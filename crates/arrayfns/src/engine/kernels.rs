//! Validated kernel entry points.
//!
//! ## Purpose
//!
//! Each function here is one host-callable kernel: it validates its operands
//! with [`Validator`], then hands the raw slices to the unchecked loops of
//! the algorithms and topology layers and wraps the result.
//!
//! ## Design notes
//!
//! * **Validate, then run**: Every check completes before the first write to
//!   a caller buffer.
//! * **Fresh outputs**: Results are newly allocated [`Array`]s; only
//!   [`array_set`] mutates a caller buffer.
//! * **Logging**: Each kernel emits one `debug` record with its operand
//!   sizes.
//!
//! ## Invariants
//!
//! * A failed call leaves every caller buffer untouched.
//! * Output shapes are fully determined by input shapes.

// Feature-gated imports
#[cfg(not(feature = "std"))]
use alloc::vec::Vec;

// External dependencies
use num_traits::Float;

// Internal dependencies
use crate::algorithms::expand::repeat_by_counts;
use crate::algorithms::interpolation::{interpolate, Precision};
use crate::algorithms::region::region_bounds;
use crate::algorithms::reverse::reverse_axis;
use crate::algorithms::scatter::{assign, Source};
use crate::algorithms::sorting;
use crate::engine::output::{Array, Interpolated};
use crate::engine::validator::Validator;
use crate::primitives::buffer::ArrayMut;
use crate::primitives::errors::ArrayError;
use crate::primitives::shape::{ArrayView, Shape};
use crate::topology::cells::CellType;
use crate::topology::mask::xor_incidence;
use crate::topology::patterns;
use crate::topology::walk::permutation_table;

// ============================================================================
// Scatter Assignment
// ============================================================================

/// Write `source` into the rows of `target` named by `subscripts`.
///
/// `target` is a flat buffer of shape `shape` (1-D, or 2-D whose second
/// extent is the row width). A scalar source is broadcast to every addressed
/// element; a buffer source supplies one row per subscript, converted to the
/// target's kind. Subscripts always address whole rows: a scalar broadcast
/// into a 2-D target fills every element of each named row.
pub fn array_set(
    target: ArrayMut<'_>,
    shape: Shape,
    subscripts: &[i32],
    source: Source<'_>,
) -> Result<(), ArrayError> {
    Validator::validate_rank("array_set", &shape, 1, 2)?;
    Validator::validate_buffer_len("array_set", &shape, target.len())?;

    let width = shape.row_width();
    if let Source::Array { shape: src, .. } = &source {
        if shape.ndim() == 2 {
            Validator::validate_rank("array_set", src, 2, 2)?;
            Validator::validate_same_dim("array_set", width, src.dim(1))?;
        }
    }

    let kind = target.kind();
    Validator::validate_nonnegative_subscripts(subscripts)?;
    Validator::validate_scatter_kind(kind)?;
    Validator::validate_subscript_range(subscripts, width, shape.size())?;
    if let Source::Array { data, .. } = &source {
        Validator::validate_source_len(data.len(), width * subscripts.len())?;
    }

    log::debug!(
        "array_set: {} rows of width {} into {} target {}",
        subscripts.len(),
        width,
        kind,
        shape
    );

    match target {
        ArrayMut::UByte(t) => assign(t, width, subscripts, &source),
        ArrayMut::Byte(t) => assign(t, width, subscripts, &source),
        ArrayMut::Int(t) => assign(t, width, subscripts, &source),
        ArrayMut::Long(t) => assign(t, width, subscripts, &source),
        ArrayMut::Float(t) => assign(t, width, subscripts, &source),
        ArrayMut::Double(t) => assign(t, width, subscripts, &source),
        ArrayMut::Short(_) | ArrayMut::Bool(_) => {
            return Err(ArrayError::UnsupportedKind {
                operation: "array_set",
                kind,
            });
        }
    }

    Ok(())
}

// ============================================================================
// Ordering
// ============================================================================

/// Permutation of `0..values.len()` that sorts `values` ascending.
pub fn index_sort<T: Float>(values: &[T]) -> Vec<usize> {
    log::debug!("index_sort: {} values", values.len());
    sorting::index_sort(values)
}

/// Rank of every element of `values` in ascending order.
///
/// `rank_order(v)[i]` is the position `v[i]` takes once `v` is sorted.
pub fn rank_order<T: Float>(values: &[T]) -> Vec<usize> {
    sorting::invert_permutation(&index_sort(values))
}

// ============================================================================
// Interpolation
// ============================================================================

/// Interpolate the piecewise linear function through `(x, y)` at every
/// query in `z`, at the precision of `T`.
pub fn interp_with<T: Float>(
    y: &[T],
    x: &[T],
    z: ArrayView<'_, T>,
) -> Result<Array<T>, ArrayError> {
    Validator::validate_not_empty("interp", y.len())?;
    Validator::validate_same_length("interp", y.len(), x.len())?;

    log::debug!(
        "interp: {} knots, {} queries of shape {}",
        y.len(),
        z.len(),
        z.shape()
    );

    let values = interpolate(y, x, z.as_slice());
    Ok(Array::with_shape(values, z.shape()))
}

/// Interpolate at the precision named by a host type code.
///
/// `'d'` or `None` computes in double precision; `'f'` narrows the inputs to
/// single precision and computes there.
pub fn interp(
    y: &[f64],
    x: &[f64],
    z: ArrayView<'_, f64>,
    typecode: Option<char>,
) -> Result<Interpolated, ArrayError> {
    match Precision::from_typecode(typecode)? {
        Precision::Double => interp_with(y, x, z).map(Interpolated::Double),
        Precision::Single => {
            let narrow = |v: &[f64]| v.iter().map(|&e| e as f32).collect::<Vec<f32>>();
            let (ys, xs, zs) = (narrow(y), narrow(x), narrow(z.as_slice()));
            let zv = ArrayView::from_parts(&zs, z.shape());
            interp_with(&ys, &xs, zv).map(Interpolated::Single)
        }
    }
}

// ============================================================================
// Mesh Kernels
// ============================================================================

/// Smallest and largest `z` over the nodes touched by the zones `ireg` tags.
pub fn zmin_zmax<T: Float>(
    z: ArrayView<'_, T>,
    ireg: ArrayView<'_, i32>,
) -> Result<(T, T), ArrayError> {
    let dims = Validator::validate_matrix("zmin_zmax", &z.shape())?;
    let tag_dims = Validator::validate_matrix("zmin_zmax", &ireg.shape())?;
    Validator::validate_same_shape("zmin_zmax", dims, tag_dims)?;

    let (rows, cols) = dims;
    log::debug!("zmin_zmax: {rows} x {cols} grid");

    region_bounds(z.as_slice(), ireg.as_slice(), rows, cols).ok_or(ArrayError::EmptyRegion)
}

/// Copy of the matrix `x` mirrored along `axis` (0 flips columns, 1 flips
/// rows).
pub fn reverse<T: Copy>(x: ArrayView<'_, T>, axis: i64) -> Result<Array<T>, ArrayError> {
    let axis = Validator::validate_axis(axis)?;
    let (rows, cols) = Validator::validate_matrix("reverse", &x.shape())?;

    log::debug!("reverse: {rows} x {cols} along {axis:?}");

    let out = reverse_axis(x.as_slice(), rows, cols, axis);
    Ok(Array::from_matrix(out, rows, cols))
}

/// Repeat each cell value once per vertex of that cell.
///
/// `nv[i]` is the vertex count of cell `i`; the counts must sum to `sum_nv`.
pub fn to_corners<T: Copy>(
    values: &[T],
    nv: &[i32],
    sum_nv: usize,
) -> Result<Array<T>, ArrayError> {
    Validator::validate_same_length("to_corners", values.len(), nv.len())?;
    Validator::validate_counts(nv, sum_nv)?;

    log::debug!("to_corners: {} cells, {} corners", values.len(), sum_nv);

    repeat_by_counts(values, nv, sum_nv).map(Array::from_vec)
}

// ============================================================================
// Slicing Kernels
// ============================================================================

/// Edge-cut mask of every cell: the XOR of the incidence rows of its
/// flagged vertices.
///
/// `fs` is `ntotal x nv` with 0/1 entries and `node_edges` is `nv x ne`; the
/// result is `ntotal x ne`.
pub fn find_mask(
    fs: ArrayView<'_, i32>,
    node_edges: ArrayView<'_, i32>,
) -> Result<Array<i32>, ArrayError> {
    let (ntotal, nv) = Validator::validate_matrix("find_mask", &fs.shape())?;
    let (rows, ne) = Validator::validate_matrix("find_mask", &node_edges.shape())?;
    Validator::validate_same_dim("find_mask", nv, rows)?;
    Validator::validate_binary_flags("find_mask", fs.as_slice())?;

    log::debug!("find_mask: {ntotal} cells, {nv} vertices, {ne} edges");

    let mask = xor_incidence(fs.as_slice(), node_edges.as_slice(), ntotal, nv, ne);
    Ok(Array::from_matrix(mask, ntotal, ne))
}

/// Edge ranks of every sign pattern of `cell`, as an `ne x patterns` table.
///
/// `mask` is the flattened `patterns x ne` edge-cut mask of the cell type.
pub fn construct3(mask: &[i32], cell: CellType) -> Result<Array<i32>, ArrayError> {
    let ne = cell.edge_count();
    let rows = cell.pattern_count();
    Validator::validate_mask_len(mask.len(), ne * rows)?;

    log::debug!("construct3: {rows} patterns of a {cell}");

    Ok(Array::from_matrix(permutation_table(mask, cell), ne, rows))
}

/// Vertex-by-edge incidence grid of `cell`.
pub fn node_edges(cell: CellType) -> Array<i32> {
    let table = cell.topology().node_edges;
    let data: Vec<i32> = table.iter().flat_map(|row| row.iter().copied()).collect();
    Array::from_matrix(data, cell.vertex_count(), cell.edge_count())
}

/// All mixed sign patterns of `cell`, one 0/1 row of vertex flags each.
pub fn sign_patterns(cell: CellType) -> Array<i32> {
    Array::from_matrix(
        patterns::sign_patterns(cell),
        cell.pattern_count(),
        cell.vertex_count(),
    )
}

/// Polygon permutation table of `cell` over every mixed sign pattern.
pub fn poly_permutations(cell: CellType) -> Result<Array<i32>, ArrayError> {
    let signs = sign_patterns(cell);
    let incidence = node_edges(cell);
    let mask = find_mask(signs.view(), incidence.view())?;
    construct3(mask.as_slice(), cell)
}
──────
=== What the exercise asks ===
Please, starting with the first line of the material above, write out each line exactly and finish on the line that includes "with its operand".

=== Task result ===
filename crates/arrayfns/src/engine/kernels.rs
//! Validated kernel entry points.
//!
//! ## Purpose
//!
//! Each function here is one host-callable kernel: it validates its operands
//! with [`Validator`], then hands the raw slices to the unchecked loops of
//! the algorithms and topology layers and wraps the result.
//!
//! ## Design notes
//!
//! * **Validate, then run**: Every check completes before the first write to
//!   a caller buffer.
//! * **Fresh outputs**: Results are newly allocated [`Array`]s; only
//!   [`array_set`] mutates a caller buffer.
//! * **Logging**: Each kernel emits one `debug` record with its operand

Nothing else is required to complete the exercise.